__DATA FOR THIS TASK__
<<<<

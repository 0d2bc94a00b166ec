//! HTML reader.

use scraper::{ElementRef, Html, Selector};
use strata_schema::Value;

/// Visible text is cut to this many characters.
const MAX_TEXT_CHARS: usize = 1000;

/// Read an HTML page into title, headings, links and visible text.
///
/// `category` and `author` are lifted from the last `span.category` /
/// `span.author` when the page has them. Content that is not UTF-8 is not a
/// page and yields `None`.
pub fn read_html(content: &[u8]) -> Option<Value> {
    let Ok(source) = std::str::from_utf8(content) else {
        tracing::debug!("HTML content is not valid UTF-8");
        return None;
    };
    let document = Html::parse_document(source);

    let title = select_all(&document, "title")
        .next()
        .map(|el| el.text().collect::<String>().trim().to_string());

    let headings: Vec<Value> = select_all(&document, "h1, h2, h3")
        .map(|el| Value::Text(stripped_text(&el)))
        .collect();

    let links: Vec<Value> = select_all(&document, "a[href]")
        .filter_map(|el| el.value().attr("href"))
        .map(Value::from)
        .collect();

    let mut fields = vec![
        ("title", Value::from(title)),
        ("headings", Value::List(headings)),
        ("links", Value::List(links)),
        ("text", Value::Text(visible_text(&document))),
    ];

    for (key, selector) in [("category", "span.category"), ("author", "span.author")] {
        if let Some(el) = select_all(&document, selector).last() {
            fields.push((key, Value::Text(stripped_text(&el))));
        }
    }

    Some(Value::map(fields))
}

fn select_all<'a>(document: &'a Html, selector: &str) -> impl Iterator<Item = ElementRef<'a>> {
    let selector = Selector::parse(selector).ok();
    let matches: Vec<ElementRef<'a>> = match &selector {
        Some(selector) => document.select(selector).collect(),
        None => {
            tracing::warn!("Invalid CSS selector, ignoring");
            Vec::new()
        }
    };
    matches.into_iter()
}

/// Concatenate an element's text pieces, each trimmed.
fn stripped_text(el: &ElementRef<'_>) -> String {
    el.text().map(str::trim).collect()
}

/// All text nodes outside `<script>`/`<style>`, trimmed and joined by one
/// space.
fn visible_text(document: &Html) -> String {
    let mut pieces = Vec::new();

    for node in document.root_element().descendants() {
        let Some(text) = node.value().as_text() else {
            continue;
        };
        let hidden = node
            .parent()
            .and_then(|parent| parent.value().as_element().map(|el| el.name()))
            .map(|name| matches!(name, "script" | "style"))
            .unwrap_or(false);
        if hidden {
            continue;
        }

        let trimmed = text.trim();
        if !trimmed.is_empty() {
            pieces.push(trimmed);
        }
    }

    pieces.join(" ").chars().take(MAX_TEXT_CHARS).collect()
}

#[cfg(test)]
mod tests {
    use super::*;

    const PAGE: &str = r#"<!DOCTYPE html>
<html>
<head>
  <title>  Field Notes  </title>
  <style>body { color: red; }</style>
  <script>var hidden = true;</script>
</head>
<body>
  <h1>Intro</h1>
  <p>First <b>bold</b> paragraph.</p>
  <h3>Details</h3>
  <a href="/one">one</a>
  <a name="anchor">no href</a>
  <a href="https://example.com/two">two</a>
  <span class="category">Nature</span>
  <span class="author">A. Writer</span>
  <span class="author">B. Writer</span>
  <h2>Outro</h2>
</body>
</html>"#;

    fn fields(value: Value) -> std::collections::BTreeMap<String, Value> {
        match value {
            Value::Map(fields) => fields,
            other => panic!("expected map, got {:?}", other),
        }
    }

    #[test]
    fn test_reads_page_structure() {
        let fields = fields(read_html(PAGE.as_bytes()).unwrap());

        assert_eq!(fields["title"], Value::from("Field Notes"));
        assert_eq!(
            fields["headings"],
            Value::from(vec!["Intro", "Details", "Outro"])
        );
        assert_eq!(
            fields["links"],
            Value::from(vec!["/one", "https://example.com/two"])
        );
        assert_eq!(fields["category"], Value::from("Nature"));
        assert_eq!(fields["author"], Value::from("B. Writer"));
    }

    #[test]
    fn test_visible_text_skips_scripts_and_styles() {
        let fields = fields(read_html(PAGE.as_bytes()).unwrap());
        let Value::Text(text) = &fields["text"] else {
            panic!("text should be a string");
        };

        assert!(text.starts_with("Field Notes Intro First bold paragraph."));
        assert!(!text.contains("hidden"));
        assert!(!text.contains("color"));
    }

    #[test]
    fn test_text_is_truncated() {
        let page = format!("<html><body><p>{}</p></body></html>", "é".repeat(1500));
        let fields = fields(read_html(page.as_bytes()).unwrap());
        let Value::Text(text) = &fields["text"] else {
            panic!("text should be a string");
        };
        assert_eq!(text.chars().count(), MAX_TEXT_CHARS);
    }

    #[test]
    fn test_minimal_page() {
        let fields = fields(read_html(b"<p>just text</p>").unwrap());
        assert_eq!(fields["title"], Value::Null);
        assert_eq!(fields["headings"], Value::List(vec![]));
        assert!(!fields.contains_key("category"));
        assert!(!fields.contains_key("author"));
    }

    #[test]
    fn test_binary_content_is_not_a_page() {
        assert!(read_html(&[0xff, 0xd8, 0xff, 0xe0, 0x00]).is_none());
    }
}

>>>>

__WORK INSTRUCTION__
All of the data must be written out again, exactly as it stands.

__FINISHED EXERCISE__
repository 0d2bc94a00b166ec
//! HTML reader.

use scraper::{ElementRef, Html, Selector};
use strata_schema::Value;

/// Visible text is cut to this many characters.
const MAX_TEXT_CHARS: usize = 1000;

/// Read an HTML page into title, headings, links and visible text.
///
/// `category` and `author` are lifted from the last `span.category` /
/// `span.author` when the page has them. Content that is not UTF-8 is not a
/// page and yields `None`.
pub fn read_html(content: &[u8]) -> Option<Value> {
    let Ok(source) = std::str::from_utf8(content) else {
        tracing::debug!("HTML content is not valid UTF-8");
        return None;
    };
    let document = Html::parse_document(source);

    let title = select_all(&document, "title")
        .next()
        .map(|el| el.text().collect::<String>().trim().to_string());

    let headings: Vec<Value> = select_all(&document, "h1, h2, h3")
        .map(|el| Value::Text(stripped_text(&el)))
        .collect();

    let links: Vec<Value> = select_all(&document, "a[href]")
        .filter_map(|el| el.value().attr("href"))
        .map(Value::from)
        .collect();

    let mut fields = vec![
        ("title", Value::from(title)),
        ("headings", Value::List(headings)),
        ("links", Value::List(links)),
        ("text", Value::Text(visible_text(&document))),
    ];

    for (key, selector) in [("category", "span.category"), ("author", "span.author")] {
        if let Some(el) = select_all(&document, selector).last() {
            fields.push((key, Value::Text(stripped_text(&el))));
        }
    }

    Some(Value::map(fields))
}

fn select_all<'a>(document: &'a Html, selector: &str) -> impl Iterator<Item = ElementRef<'a>> {
    let selector = Selector::parse(selector).ok();
    let matches: Vec<ElementRef<'a>> = match &selector {
        Some(selector) => document.select(selector).collect(),
        None => {
            tracing::warn!("Invalid CSS selector, ignoring");
            Vec::new()
        }
    };
    matches.into_iter()
}

/// Concatenate an element's text pieces, each trimmed.
fn stripped_text(el: &ElementRef<'_>) -> String {
    el.text().map(str::trim).collect()
}

/// All text nodes outside `<script>`/`<style>`, trimmed and joined by one
/// space.
fn visible_text(document: &Html) -> String {
    let mut pieces = Vec::new();

    for node in document.root_element().descendants() {
        let Some(text) = node.value().as_text() else {
            continue;
        };
        let hidden = node
            .parent()
            .and_then(|parent| parent.value().as_element().map(|el| el.name()))
            .map(|name| matches!(name, "script" | "style"))
            .unwrap_or(false);
        if hidden {
            continue;
        }

        let trimmed = text.trim();
        if !trimmed.is_empty() {
            pieces.push(trimmed);
        }
    }

    pieces.join(" ").chars().take(MAX_TEXT_CHARS).collect()
}

#[cfg(test)]
mod tests {
    use super::*;

    const PAGE: &str = r#"<!DOCTYPE html>
<html>
<head>
  <title>  Field Notes  </title>
  <style>body { color: red; }</style>
  <script>var hidden = true;</script>
</head>
<body>
  <h1>Intro</h1>
  <p>First <b>bold</b> paragraph.</p>
  <h3>Details</h3>
  <a href="/one">one</a>
  <a name="anchor">no href</a>
  <a href="https://example.com/two">two</a>
  <span class="category">Nature</span>
  <span class="author">A. Writer</span>
  <span class="author">B. Writer</span>
  <h2>Outro</h2>
</body>
</html>"#;

    fn fields(value: Value) -> std::collections::BTreeMap<String, Value> {
        match value {
            Value::Map(fields) => fields,
            other => panic!("expected map, got {:?}", other),
        }
    }

    #[test]
    fn test_reads_page_structure() {
        let fields = fields(read_html(PAGE.as_bytes()).unwrap());

        assert_eq!(fields["title"], Value::from("Field Notes"));
        assert_eq!(
            fields["headings"],
            Value::from(vec!["Intro", "Details", "Outro"])
        );
        assert_eq!(
            fields["links"],
            Value::from(vec!["/one", "https://example.com/two"])
        );
        assert_eq!(fields["category"], Value::from("Nature"));
        assert_eq!(fields["author"], Value::from("B. Writer"));
    }

    #[test]
    fn test_visible_text_skips_scripts_and_styles() {
        let fields = fields(read_html(PAGE.as_bytes()).unwrap());
        let Value::Text(text) = &fields["text"] else {
            panic!("text should be a string");
        };

        assert!(text.starts_with("Field Notes Intro First bold paragraph."));
        assert!(!text.contains("hidden"));
        assert!(!text.contains("color"));
    }

    #[test]
    fn test_text_is_truncated() {
        let page = format!("<html><body><p>{}</p></body></html>", "é".repeat(1500));
        let fields = fields(read_html(page.as_bytes()).unwrap());
        let Value::Text(text) = &fields["text"] else {
            panic!("text should be a string");
        };
        assert_eq!(text.chars().count(), MAX_TEXT_CHARS);
    }

    #[test]
    fn test_minimal_page() {
        let fields = fields(read_html(b"<p>just text</p>").unwrap());
        assert_eq!(fields["title"], Value::Null);
        assert_eq!(fields["headings"], Value::List(vec![]));
        assert!(!fields.contains_key("category"));
        assert!(!fields.contains_key("author"));
    }

    #[test]
    fn test_binary_content_is_not_a_page() {
        assert!(read_html(&[0xff, 0xd8, 0xff, 0xe0, 0x00]).is_none());
    }
}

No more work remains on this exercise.